See more details of the deal here.

In afternoon trading in New York, the Dow Jones Industrial Average climbed 1.19 per cent, the Standard & Poor's 500 Index increased 1.23 per cent and the Nasdaq Composite Index added 1.13 per cent.

"Investors are relieved that it looks like we're not going to go over the cliff," Ben Hart, a research analyst at Radnor, Pennsylvania-based Haverford Trust, told Bloomberg News. "It takes the worst case scenario off the table."


The Chicago Board Options Exchange Volatility Index, Wall Street's so-called fear gauge also known as the VIX, plunged 19.5 per cent to 15.02.

Also dropping were rates on US Treasury one-month bills, declining 17 basis points to 0.17 per cent.

"Dealers were avoiding the sector and clearing banks were unwilling to finance a paper that matures before year end, causing a fairly chaotic environment.
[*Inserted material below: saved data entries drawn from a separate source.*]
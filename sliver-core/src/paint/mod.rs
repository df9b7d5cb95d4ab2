//! Element painting
//!
//! The draw state machine, the generic step library it dispatches to, and
//! the paint loop implementing the suspension contract.

pub mod context;
pub mod element;
pub mod painter;
pub mod state;
pub mod steps;
pub mod text;

pub use context::PaintContext;
pub use element::{Element, ElementBase, PaintData, Paintable};
pub use painter::paint;
pub use state::{DrawState, Guards, Stage};
pub use text::{Alignment, HAlign, LineSpan, TextLayout, VAlign, MAX_TEXT_LINES};
//! Configuration types
//!
//! Host-provided render configuration, optionally stored as postcard binary
//! data.

pub mod types;

pub use types::*;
But new hopes for a deal reversed those trends and short T-bill rates fell in anticipation of a deal," Thomas di Galoma, co-head of fixed income rates at ED&F Man Capital, told Reuters.

On Tuesday, Fitch Ratings said it might downgrade the sovereign credit rating of the US from AAA. "Although Fitch continues to believe that the debt ceiling will be raised soon, the political brinkmanship and reduced financing flexibility could increase the risk of a US default," Fitch warned in a statement.

Shares of Bank of America gained, last up 2.1 per cent, after the lender posted a third-quarter profit.

"Not a bad quarter given the environment with Bank of America showing impressive capital levels and solid execution," Jeff Morris, head of US equities at Standard Life Investments, told Reuters.

Companies reporting today after the close of the market include American Express, IBM and eBay.

Shares of JPMorgan Chase and Goldman Sachs, up 2.7 per cent and 2.2 per cent respectively, led gains in the Dow.


In Europe, the Stoxx 600 Index finished the session with a 0.2 per cent gain from the previous close. The UK's FTSE 100 rose 0.3 per cent and Germany's DAX gained 0.5 per cent. France's CAC 40 shed 0.3 per cent.

UK authorities have now become the latest to open a formal probe into allegations of price manipulation in foreign exchange markets. The Swiss were the first to investigate, followed by US regulators.